::: EXTRACTED ENTRIES :::
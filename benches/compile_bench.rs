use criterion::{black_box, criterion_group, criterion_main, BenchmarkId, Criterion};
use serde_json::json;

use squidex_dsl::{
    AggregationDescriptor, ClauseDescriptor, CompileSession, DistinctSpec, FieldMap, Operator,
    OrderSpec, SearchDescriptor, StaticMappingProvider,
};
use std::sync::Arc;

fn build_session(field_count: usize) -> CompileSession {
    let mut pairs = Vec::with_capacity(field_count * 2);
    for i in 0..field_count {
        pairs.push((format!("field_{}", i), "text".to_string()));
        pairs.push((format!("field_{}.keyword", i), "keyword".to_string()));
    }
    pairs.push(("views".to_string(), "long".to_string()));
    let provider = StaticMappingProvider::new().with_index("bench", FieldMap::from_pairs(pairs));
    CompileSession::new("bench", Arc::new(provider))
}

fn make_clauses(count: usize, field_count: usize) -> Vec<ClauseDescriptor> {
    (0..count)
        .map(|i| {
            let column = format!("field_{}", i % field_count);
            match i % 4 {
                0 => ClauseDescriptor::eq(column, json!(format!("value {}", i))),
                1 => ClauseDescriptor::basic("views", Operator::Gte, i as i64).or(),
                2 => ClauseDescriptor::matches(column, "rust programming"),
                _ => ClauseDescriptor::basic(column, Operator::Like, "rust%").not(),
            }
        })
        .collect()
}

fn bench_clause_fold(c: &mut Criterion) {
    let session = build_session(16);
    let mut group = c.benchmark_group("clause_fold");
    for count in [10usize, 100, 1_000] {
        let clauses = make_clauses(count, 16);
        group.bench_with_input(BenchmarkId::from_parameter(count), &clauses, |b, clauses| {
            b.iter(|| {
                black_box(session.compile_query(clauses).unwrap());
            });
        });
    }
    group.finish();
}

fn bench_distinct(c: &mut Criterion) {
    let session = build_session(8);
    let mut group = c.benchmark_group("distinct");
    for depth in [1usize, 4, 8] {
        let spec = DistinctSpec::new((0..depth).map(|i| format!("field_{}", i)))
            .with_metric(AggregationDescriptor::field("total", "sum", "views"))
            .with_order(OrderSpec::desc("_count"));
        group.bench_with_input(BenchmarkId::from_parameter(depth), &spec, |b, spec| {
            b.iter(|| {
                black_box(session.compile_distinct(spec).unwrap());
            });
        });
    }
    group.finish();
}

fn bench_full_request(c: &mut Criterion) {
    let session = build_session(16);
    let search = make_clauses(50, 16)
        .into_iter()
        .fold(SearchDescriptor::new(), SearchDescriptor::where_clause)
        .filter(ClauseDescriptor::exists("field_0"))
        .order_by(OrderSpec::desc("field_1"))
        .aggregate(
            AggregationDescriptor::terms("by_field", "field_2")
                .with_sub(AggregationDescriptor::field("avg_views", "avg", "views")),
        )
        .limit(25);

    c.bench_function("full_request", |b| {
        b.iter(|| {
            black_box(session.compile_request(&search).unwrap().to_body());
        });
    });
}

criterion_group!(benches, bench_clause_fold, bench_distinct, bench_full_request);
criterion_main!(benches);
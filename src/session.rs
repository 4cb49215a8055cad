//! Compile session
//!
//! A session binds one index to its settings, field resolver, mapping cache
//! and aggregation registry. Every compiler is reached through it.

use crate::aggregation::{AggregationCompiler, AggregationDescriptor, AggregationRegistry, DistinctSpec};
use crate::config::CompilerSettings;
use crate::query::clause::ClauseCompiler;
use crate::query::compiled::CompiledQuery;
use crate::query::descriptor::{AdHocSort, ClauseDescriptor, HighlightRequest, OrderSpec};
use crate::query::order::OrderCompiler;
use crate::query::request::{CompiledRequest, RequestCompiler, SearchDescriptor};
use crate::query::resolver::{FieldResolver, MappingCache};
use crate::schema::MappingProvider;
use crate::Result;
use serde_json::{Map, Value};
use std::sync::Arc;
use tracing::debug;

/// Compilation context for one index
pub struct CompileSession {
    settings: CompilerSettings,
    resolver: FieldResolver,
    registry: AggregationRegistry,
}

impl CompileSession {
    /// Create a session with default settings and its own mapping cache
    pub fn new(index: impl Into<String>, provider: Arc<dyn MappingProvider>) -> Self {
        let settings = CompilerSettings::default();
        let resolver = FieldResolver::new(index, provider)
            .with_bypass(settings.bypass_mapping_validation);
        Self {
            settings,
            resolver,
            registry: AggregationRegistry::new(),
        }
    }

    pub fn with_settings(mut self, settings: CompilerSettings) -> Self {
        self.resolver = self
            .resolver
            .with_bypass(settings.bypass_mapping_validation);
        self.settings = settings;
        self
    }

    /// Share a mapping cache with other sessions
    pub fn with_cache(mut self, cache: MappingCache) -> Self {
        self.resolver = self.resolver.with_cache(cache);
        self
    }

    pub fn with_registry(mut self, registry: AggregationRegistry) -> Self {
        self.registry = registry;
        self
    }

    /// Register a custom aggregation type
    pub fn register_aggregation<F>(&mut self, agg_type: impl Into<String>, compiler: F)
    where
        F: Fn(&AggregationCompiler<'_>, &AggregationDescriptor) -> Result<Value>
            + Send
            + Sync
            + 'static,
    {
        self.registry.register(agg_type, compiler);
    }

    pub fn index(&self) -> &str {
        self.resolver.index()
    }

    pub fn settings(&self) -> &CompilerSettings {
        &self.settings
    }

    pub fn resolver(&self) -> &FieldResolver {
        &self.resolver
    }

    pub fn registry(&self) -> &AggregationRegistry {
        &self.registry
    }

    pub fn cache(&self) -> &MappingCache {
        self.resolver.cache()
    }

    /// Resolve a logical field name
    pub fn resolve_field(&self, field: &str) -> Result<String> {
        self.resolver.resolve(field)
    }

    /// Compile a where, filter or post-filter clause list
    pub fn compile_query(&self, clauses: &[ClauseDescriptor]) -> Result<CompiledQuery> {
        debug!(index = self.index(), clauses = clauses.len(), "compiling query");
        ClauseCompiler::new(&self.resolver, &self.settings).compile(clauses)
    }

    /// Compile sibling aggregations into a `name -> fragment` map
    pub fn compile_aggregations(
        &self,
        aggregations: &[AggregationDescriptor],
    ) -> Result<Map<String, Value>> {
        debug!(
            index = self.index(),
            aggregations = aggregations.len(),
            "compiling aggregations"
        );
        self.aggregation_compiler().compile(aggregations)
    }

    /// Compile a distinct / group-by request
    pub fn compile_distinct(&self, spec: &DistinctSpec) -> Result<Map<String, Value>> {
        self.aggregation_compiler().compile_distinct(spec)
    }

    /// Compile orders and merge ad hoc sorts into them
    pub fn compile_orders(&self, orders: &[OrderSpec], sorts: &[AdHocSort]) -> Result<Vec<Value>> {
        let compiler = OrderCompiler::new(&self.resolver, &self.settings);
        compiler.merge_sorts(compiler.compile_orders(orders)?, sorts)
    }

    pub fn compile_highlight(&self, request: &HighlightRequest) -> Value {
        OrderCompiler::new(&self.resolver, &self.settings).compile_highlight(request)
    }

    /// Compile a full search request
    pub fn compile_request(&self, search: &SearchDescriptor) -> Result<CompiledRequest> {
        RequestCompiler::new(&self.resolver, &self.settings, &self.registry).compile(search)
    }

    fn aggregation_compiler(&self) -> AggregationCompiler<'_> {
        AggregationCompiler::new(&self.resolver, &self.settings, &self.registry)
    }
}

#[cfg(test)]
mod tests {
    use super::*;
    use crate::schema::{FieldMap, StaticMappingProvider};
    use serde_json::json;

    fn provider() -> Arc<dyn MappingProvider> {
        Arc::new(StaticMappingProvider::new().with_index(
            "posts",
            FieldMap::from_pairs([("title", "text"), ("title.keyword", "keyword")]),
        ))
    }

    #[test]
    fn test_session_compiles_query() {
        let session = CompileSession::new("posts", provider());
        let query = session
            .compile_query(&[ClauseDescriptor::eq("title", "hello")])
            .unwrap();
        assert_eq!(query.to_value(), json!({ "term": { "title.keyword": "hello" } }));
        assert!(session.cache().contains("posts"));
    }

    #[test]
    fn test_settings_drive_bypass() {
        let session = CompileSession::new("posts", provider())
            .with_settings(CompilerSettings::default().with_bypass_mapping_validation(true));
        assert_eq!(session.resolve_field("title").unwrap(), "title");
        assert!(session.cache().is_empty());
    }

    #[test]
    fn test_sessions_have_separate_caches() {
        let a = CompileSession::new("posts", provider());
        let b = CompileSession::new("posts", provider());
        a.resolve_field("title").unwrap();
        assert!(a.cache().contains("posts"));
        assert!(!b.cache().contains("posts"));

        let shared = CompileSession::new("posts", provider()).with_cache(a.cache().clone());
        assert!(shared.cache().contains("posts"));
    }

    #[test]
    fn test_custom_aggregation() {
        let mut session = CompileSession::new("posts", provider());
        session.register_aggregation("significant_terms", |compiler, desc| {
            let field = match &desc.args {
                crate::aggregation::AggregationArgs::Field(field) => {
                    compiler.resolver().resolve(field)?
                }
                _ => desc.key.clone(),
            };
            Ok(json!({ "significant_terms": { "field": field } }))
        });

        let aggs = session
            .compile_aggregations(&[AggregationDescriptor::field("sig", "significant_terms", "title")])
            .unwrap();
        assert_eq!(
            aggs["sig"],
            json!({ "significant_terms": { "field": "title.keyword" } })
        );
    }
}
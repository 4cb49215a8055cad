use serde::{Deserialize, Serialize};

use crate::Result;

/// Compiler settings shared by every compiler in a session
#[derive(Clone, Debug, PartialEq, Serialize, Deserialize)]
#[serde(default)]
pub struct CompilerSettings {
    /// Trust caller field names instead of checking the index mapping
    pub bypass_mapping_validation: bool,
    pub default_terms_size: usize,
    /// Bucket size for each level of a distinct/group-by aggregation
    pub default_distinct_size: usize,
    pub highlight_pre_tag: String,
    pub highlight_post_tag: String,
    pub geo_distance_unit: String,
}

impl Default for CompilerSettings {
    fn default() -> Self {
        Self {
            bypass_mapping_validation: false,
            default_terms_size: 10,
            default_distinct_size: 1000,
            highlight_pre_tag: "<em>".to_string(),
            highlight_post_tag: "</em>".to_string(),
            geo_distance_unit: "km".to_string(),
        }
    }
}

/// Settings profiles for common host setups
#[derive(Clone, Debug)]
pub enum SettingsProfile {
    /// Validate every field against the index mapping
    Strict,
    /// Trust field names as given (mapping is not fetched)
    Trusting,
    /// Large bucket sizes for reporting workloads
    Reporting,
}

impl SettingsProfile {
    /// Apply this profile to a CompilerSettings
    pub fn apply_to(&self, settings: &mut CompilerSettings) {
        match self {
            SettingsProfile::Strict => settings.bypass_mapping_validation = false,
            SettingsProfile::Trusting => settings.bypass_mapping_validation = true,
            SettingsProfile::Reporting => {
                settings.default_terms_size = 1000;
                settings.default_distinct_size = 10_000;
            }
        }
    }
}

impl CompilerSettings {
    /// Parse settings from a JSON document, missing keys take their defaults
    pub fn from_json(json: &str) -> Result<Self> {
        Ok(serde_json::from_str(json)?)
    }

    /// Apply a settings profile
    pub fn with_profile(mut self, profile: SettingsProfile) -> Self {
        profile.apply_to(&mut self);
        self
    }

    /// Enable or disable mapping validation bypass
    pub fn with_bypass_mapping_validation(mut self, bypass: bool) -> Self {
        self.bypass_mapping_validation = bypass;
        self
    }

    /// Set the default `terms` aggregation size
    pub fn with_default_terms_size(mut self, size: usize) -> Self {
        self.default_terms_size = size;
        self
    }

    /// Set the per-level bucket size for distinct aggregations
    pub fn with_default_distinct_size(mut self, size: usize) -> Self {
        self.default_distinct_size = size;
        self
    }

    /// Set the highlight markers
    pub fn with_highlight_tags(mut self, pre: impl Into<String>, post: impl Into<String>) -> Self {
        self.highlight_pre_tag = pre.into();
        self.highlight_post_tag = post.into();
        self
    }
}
:::
::: EXTRACTED ENTRIES :::
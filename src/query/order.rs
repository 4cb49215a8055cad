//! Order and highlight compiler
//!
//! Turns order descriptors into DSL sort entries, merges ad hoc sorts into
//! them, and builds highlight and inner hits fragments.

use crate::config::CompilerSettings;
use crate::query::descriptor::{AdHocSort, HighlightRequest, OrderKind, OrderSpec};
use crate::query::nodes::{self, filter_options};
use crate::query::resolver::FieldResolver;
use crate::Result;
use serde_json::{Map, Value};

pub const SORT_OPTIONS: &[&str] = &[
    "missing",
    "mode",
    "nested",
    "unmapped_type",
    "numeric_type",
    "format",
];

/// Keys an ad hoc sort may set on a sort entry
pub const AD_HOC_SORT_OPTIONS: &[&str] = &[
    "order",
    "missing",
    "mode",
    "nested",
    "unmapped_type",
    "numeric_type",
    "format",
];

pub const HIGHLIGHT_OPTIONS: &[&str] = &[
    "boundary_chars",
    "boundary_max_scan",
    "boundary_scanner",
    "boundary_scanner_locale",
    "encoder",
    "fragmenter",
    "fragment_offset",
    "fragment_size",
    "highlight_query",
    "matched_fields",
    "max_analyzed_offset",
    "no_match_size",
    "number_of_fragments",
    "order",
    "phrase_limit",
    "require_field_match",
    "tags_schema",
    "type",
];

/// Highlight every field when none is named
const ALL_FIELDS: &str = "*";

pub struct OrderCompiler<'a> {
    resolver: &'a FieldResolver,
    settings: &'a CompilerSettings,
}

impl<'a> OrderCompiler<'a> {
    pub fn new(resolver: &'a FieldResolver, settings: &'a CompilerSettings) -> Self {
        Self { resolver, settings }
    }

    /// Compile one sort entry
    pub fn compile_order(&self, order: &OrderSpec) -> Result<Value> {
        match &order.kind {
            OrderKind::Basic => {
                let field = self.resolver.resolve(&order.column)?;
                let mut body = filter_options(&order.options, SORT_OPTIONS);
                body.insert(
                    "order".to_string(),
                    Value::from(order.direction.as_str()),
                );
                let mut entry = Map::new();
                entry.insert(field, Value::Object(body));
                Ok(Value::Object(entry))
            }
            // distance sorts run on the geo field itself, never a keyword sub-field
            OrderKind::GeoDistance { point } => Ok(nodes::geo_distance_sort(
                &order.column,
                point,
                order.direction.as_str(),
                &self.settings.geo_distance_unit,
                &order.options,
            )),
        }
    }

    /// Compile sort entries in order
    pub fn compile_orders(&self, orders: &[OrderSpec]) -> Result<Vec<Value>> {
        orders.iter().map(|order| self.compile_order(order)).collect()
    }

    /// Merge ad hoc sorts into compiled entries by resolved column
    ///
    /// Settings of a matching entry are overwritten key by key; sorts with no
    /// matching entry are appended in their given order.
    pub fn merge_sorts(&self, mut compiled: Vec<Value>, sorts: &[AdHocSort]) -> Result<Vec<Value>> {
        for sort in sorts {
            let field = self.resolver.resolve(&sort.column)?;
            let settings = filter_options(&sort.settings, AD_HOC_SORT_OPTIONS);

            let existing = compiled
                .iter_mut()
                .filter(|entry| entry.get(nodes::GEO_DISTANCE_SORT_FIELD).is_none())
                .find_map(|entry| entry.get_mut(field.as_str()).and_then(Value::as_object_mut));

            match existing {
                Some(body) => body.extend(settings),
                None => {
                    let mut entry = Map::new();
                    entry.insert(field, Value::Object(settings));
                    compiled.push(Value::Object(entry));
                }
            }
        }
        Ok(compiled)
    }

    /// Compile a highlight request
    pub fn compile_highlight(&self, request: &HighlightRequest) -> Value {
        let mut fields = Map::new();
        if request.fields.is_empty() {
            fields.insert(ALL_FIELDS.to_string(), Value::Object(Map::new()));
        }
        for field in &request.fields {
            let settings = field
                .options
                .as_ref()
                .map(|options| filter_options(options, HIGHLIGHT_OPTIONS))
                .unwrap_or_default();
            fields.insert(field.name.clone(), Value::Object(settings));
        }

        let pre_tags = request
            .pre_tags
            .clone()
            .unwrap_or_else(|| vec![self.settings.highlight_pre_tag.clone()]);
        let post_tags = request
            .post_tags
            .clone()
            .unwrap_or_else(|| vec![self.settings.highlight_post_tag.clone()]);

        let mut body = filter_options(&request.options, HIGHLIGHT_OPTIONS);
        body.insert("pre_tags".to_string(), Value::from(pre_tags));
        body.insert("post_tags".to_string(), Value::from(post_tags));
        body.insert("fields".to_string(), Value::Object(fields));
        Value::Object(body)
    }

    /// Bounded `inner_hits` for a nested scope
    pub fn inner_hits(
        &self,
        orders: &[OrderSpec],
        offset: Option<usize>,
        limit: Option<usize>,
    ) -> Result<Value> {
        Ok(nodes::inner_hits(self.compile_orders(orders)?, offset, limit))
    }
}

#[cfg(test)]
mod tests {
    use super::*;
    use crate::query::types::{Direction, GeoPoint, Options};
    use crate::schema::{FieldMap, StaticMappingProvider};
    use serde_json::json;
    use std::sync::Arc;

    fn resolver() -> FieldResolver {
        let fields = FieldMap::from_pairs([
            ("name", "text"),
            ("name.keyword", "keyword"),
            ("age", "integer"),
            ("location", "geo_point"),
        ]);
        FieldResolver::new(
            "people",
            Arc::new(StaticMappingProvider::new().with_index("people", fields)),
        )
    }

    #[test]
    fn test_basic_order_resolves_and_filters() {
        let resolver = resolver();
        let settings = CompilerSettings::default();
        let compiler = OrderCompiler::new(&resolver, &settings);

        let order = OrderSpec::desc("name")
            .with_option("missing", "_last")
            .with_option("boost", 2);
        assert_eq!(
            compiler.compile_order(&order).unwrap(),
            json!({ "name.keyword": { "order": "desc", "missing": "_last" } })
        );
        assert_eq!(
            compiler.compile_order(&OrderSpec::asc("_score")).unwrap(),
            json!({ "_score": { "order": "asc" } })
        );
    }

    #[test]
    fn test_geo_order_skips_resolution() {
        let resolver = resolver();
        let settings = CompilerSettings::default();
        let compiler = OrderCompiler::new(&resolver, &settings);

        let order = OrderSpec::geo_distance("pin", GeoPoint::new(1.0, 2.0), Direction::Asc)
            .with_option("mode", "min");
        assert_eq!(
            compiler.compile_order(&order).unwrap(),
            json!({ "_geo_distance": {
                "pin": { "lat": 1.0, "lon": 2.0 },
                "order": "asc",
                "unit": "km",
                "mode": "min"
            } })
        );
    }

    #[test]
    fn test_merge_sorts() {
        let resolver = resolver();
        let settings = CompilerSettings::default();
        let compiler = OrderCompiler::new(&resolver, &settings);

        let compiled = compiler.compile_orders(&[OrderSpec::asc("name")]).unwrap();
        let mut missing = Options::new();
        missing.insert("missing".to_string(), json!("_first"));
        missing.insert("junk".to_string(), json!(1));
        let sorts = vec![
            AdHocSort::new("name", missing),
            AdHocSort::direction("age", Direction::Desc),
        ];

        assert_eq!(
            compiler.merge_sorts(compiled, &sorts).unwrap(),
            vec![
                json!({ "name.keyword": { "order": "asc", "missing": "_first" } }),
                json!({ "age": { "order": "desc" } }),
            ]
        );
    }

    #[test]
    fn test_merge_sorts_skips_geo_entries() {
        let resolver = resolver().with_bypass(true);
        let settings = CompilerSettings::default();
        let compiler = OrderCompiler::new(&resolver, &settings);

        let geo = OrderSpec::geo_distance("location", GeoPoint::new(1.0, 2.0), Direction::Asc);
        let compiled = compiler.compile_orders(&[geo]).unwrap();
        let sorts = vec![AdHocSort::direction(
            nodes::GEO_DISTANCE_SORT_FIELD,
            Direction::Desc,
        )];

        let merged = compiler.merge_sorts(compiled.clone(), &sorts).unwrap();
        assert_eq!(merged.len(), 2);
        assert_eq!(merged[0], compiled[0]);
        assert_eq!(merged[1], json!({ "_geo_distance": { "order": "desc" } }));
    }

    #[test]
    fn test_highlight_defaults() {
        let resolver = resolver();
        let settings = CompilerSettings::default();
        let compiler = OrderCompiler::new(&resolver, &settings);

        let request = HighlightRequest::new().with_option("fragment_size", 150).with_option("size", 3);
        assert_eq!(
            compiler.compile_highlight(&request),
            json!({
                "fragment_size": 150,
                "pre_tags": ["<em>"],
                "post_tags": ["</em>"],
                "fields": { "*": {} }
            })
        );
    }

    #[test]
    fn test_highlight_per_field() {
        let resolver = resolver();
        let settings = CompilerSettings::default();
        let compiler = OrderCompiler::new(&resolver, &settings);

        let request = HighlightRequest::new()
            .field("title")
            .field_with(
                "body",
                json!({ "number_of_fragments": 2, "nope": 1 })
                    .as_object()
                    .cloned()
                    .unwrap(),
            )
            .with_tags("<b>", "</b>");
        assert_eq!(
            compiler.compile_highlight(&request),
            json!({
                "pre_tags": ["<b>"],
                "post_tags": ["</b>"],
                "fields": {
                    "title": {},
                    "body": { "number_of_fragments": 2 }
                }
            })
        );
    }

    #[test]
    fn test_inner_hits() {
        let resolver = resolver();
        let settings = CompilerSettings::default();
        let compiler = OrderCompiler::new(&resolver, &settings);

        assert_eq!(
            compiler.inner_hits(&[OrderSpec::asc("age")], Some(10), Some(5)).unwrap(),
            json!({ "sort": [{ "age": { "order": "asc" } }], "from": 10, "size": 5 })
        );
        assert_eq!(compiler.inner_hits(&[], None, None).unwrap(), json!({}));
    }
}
:::
::: EXTRACTED ENTRIES :::
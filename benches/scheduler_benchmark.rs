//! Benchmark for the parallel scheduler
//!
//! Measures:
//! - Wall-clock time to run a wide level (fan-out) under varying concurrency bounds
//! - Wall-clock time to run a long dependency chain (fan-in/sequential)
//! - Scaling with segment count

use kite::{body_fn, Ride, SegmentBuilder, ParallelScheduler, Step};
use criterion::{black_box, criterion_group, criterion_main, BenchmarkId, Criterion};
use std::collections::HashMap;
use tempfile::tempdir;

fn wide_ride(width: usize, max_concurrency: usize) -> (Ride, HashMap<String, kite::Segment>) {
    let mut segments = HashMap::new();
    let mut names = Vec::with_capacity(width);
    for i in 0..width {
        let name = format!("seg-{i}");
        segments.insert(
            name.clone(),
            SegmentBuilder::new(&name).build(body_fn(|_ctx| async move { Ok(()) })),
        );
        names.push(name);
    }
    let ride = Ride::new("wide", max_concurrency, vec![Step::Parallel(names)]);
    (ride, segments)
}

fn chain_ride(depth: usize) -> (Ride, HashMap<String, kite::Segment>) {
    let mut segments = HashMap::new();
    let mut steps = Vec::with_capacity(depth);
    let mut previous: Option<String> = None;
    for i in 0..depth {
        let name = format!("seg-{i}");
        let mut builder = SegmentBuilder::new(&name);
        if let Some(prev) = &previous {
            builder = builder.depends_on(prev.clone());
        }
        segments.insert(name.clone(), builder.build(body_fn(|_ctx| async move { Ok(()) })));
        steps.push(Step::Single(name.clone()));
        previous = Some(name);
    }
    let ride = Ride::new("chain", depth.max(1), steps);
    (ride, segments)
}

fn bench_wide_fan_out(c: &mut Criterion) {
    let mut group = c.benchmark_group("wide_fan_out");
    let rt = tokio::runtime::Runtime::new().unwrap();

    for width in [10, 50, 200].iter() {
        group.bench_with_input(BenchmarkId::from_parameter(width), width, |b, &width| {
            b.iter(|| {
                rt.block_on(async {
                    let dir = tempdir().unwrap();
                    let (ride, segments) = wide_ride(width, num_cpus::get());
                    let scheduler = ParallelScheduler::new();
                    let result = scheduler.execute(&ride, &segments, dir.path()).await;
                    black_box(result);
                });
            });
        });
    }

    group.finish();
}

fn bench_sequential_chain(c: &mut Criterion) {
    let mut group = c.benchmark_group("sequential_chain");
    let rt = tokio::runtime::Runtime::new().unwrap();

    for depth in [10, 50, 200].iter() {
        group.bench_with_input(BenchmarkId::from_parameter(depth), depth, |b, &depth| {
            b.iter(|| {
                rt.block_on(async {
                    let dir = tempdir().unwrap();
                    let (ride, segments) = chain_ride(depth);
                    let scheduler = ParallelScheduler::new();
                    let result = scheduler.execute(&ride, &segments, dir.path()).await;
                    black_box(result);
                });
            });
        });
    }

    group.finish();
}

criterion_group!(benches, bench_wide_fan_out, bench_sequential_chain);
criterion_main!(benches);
:::
WHAT THE TASK REQUIRES: Starting at the line above that contains "filename benches/compile_bench.rs", repeat each line exactly up to and including the line that contains "for i in 0..field_count", and stop there.

TASK OUTPUT:
filename benches/compile_bench.rs
use criterion::{black_box, criterion_group, criterion_main, BenchmarkId, Criterion};
use serde_json::json;

use squidex_dsl::{
    AggregationDescriptor, ClauseDescriptor, CompileSession, DistinctSpec, FieldMap, Operator,
    OrderSpec, SearchDescriptor, StaticMappingProvider,
};
use std::sync::Arc;

fn build_session(field_count: usize) -> CompileSession {
    let mut pairs = Vec::with_capacity(field_count * 2);
    for i in 0..field_count {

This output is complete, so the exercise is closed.